* **What the exercise asks**: After reading the entries below, report how many lines have the string "config" in them, giving the number alone.

* **Dataset**:
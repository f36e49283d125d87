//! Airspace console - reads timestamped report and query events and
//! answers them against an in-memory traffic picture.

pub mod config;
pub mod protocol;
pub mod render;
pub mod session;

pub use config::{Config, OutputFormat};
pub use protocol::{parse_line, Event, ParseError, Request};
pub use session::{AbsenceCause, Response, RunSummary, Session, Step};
--
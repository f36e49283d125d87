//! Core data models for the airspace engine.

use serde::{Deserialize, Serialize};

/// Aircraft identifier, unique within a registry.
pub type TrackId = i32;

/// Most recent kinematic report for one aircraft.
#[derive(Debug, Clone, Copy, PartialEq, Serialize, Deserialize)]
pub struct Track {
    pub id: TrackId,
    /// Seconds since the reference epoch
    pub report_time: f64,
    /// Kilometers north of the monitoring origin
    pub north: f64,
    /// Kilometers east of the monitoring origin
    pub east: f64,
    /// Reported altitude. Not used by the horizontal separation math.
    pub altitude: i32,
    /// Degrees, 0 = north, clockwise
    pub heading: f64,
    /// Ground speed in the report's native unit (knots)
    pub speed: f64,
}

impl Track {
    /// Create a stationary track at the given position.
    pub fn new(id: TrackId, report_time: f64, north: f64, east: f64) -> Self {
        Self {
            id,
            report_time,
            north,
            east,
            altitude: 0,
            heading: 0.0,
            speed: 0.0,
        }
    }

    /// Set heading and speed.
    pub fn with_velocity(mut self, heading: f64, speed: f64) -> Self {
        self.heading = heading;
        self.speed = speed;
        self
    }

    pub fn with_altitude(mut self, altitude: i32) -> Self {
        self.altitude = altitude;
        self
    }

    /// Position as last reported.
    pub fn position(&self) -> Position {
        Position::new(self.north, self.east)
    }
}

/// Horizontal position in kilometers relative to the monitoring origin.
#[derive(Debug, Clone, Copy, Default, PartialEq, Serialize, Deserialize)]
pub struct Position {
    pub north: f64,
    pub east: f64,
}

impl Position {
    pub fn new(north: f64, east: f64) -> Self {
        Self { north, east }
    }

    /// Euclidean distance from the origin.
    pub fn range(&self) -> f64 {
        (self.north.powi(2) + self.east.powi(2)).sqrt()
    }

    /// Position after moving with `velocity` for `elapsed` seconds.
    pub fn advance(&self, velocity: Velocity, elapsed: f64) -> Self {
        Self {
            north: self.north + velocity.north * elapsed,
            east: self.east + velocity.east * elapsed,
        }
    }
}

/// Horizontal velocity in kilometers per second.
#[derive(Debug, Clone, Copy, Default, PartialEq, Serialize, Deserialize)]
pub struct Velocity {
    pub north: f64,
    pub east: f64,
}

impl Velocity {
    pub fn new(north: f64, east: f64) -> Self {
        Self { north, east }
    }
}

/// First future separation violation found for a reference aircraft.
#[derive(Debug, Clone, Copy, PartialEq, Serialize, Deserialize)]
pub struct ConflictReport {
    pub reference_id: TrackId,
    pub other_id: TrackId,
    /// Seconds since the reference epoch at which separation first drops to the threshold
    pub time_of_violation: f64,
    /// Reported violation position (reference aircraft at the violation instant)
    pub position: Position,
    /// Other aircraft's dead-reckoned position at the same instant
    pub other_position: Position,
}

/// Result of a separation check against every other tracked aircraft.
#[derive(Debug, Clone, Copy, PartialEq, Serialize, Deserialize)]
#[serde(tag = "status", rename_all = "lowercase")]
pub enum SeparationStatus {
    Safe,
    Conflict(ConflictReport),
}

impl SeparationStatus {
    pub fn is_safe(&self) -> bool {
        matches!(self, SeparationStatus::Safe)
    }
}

* **Response area**: 2